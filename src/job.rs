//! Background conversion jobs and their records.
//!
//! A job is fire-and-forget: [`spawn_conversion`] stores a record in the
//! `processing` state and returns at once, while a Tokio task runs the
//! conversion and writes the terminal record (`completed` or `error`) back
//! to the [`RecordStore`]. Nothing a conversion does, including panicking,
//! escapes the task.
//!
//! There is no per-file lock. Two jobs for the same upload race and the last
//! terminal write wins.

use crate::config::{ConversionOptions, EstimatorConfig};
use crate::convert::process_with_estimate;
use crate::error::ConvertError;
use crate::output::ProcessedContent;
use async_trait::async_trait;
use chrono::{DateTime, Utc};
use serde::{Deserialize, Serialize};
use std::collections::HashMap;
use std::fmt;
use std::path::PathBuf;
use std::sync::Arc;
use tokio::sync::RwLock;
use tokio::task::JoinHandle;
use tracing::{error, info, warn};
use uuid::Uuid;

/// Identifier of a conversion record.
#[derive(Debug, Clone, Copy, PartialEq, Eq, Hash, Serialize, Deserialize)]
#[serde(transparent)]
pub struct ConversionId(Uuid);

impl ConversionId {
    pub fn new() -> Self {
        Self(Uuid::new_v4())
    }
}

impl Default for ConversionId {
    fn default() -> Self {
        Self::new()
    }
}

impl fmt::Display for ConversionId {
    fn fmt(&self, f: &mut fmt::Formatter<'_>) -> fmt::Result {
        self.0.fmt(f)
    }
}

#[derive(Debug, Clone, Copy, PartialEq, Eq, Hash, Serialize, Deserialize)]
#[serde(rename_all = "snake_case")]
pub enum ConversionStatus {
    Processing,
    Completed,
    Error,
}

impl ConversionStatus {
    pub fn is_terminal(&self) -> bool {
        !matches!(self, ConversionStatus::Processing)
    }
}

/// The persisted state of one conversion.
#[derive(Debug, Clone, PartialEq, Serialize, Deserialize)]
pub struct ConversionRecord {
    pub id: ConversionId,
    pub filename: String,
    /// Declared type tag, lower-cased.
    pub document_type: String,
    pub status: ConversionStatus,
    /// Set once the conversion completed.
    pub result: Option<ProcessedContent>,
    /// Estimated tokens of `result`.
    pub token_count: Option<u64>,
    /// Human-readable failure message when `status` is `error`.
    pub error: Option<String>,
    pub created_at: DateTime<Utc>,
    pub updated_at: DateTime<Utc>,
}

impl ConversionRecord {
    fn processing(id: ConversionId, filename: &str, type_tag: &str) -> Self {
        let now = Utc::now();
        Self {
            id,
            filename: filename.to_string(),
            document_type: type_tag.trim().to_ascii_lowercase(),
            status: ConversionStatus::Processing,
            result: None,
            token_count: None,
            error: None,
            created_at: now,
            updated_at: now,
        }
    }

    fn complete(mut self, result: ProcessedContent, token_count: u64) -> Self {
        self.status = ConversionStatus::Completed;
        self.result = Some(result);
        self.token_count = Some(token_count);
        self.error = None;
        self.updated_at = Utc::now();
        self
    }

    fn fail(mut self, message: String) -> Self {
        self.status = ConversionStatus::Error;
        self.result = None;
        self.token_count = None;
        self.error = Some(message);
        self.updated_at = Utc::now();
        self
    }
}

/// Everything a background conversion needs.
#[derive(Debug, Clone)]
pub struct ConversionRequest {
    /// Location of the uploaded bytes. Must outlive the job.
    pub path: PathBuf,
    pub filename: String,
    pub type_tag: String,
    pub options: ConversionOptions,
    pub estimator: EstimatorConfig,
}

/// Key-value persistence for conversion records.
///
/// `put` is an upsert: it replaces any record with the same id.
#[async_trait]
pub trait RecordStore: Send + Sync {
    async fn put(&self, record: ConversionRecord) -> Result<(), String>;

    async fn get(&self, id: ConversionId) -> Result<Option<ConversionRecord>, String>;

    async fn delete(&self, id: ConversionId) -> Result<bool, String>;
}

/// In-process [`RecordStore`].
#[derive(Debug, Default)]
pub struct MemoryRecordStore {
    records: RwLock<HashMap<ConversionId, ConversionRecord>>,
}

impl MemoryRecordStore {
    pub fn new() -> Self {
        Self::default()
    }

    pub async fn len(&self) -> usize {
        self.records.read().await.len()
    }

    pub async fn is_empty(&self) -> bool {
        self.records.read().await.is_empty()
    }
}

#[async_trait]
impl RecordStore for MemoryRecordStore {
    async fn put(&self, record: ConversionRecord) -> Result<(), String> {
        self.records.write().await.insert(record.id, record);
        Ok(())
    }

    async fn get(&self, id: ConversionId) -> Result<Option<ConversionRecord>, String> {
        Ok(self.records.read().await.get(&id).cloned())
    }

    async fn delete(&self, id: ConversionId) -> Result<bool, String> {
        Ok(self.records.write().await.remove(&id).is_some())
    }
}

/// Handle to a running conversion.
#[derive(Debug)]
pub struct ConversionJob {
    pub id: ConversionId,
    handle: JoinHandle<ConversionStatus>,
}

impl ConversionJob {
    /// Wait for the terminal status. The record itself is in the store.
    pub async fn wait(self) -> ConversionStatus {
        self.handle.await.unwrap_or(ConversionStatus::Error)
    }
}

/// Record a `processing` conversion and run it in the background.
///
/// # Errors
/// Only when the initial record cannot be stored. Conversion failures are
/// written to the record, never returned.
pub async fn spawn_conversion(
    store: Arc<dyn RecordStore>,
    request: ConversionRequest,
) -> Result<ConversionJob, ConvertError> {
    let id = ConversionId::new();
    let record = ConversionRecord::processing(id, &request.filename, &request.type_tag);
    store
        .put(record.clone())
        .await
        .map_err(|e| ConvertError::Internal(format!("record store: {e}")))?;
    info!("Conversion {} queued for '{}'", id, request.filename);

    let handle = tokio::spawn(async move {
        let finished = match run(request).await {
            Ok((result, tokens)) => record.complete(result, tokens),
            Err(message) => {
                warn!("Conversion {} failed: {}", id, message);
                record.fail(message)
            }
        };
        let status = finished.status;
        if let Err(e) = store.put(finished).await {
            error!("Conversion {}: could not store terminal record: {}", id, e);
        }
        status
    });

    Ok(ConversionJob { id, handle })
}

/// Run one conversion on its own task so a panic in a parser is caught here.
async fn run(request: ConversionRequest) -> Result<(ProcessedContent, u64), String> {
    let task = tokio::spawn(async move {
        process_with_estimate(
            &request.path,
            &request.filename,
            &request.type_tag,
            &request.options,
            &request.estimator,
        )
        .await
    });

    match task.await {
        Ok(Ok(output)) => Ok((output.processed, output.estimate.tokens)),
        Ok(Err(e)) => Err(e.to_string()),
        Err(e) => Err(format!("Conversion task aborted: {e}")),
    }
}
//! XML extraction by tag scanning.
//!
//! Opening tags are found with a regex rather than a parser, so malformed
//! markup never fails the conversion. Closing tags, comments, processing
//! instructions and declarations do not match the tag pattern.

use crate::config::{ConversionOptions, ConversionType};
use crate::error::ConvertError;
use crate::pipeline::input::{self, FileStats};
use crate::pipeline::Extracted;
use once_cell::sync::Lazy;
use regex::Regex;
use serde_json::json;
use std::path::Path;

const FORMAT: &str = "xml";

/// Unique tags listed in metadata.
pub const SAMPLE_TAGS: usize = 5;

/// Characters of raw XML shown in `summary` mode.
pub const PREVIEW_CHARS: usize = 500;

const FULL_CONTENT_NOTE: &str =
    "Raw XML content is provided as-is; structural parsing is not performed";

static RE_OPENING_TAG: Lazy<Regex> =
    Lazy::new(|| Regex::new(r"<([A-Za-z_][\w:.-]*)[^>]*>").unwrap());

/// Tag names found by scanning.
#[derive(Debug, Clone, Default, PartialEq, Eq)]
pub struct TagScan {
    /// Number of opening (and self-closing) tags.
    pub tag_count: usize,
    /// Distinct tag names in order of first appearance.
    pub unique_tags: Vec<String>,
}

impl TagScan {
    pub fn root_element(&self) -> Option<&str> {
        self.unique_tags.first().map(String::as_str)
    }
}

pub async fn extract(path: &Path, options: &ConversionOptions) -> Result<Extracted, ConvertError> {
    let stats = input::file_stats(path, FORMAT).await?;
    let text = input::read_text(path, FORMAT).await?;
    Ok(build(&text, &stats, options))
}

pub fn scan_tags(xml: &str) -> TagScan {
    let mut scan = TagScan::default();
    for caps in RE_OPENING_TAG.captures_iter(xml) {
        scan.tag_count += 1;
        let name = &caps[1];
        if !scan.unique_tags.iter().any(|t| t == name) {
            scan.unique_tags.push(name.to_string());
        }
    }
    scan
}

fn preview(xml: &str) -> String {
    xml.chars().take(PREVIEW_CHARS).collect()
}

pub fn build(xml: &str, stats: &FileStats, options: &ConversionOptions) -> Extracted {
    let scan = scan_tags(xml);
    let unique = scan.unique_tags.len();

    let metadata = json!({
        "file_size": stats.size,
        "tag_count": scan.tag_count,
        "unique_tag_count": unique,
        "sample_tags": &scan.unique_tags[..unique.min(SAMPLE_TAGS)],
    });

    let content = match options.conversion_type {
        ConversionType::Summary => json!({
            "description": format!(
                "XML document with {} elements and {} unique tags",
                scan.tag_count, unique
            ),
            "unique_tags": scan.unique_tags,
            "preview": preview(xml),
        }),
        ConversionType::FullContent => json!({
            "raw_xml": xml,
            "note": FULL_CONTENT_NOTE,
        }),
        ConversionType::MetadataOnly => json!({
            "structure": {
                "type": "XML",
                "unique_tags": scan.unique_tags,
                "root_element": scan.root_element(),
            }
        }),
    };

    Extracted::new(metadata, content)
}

....

▶ **Try it**: What belongs in the answer is each line from the listing above that contains "PathBuf".

▶ **Output for this task**:
use std::path::PathBuf;
    pub path: PathBuf,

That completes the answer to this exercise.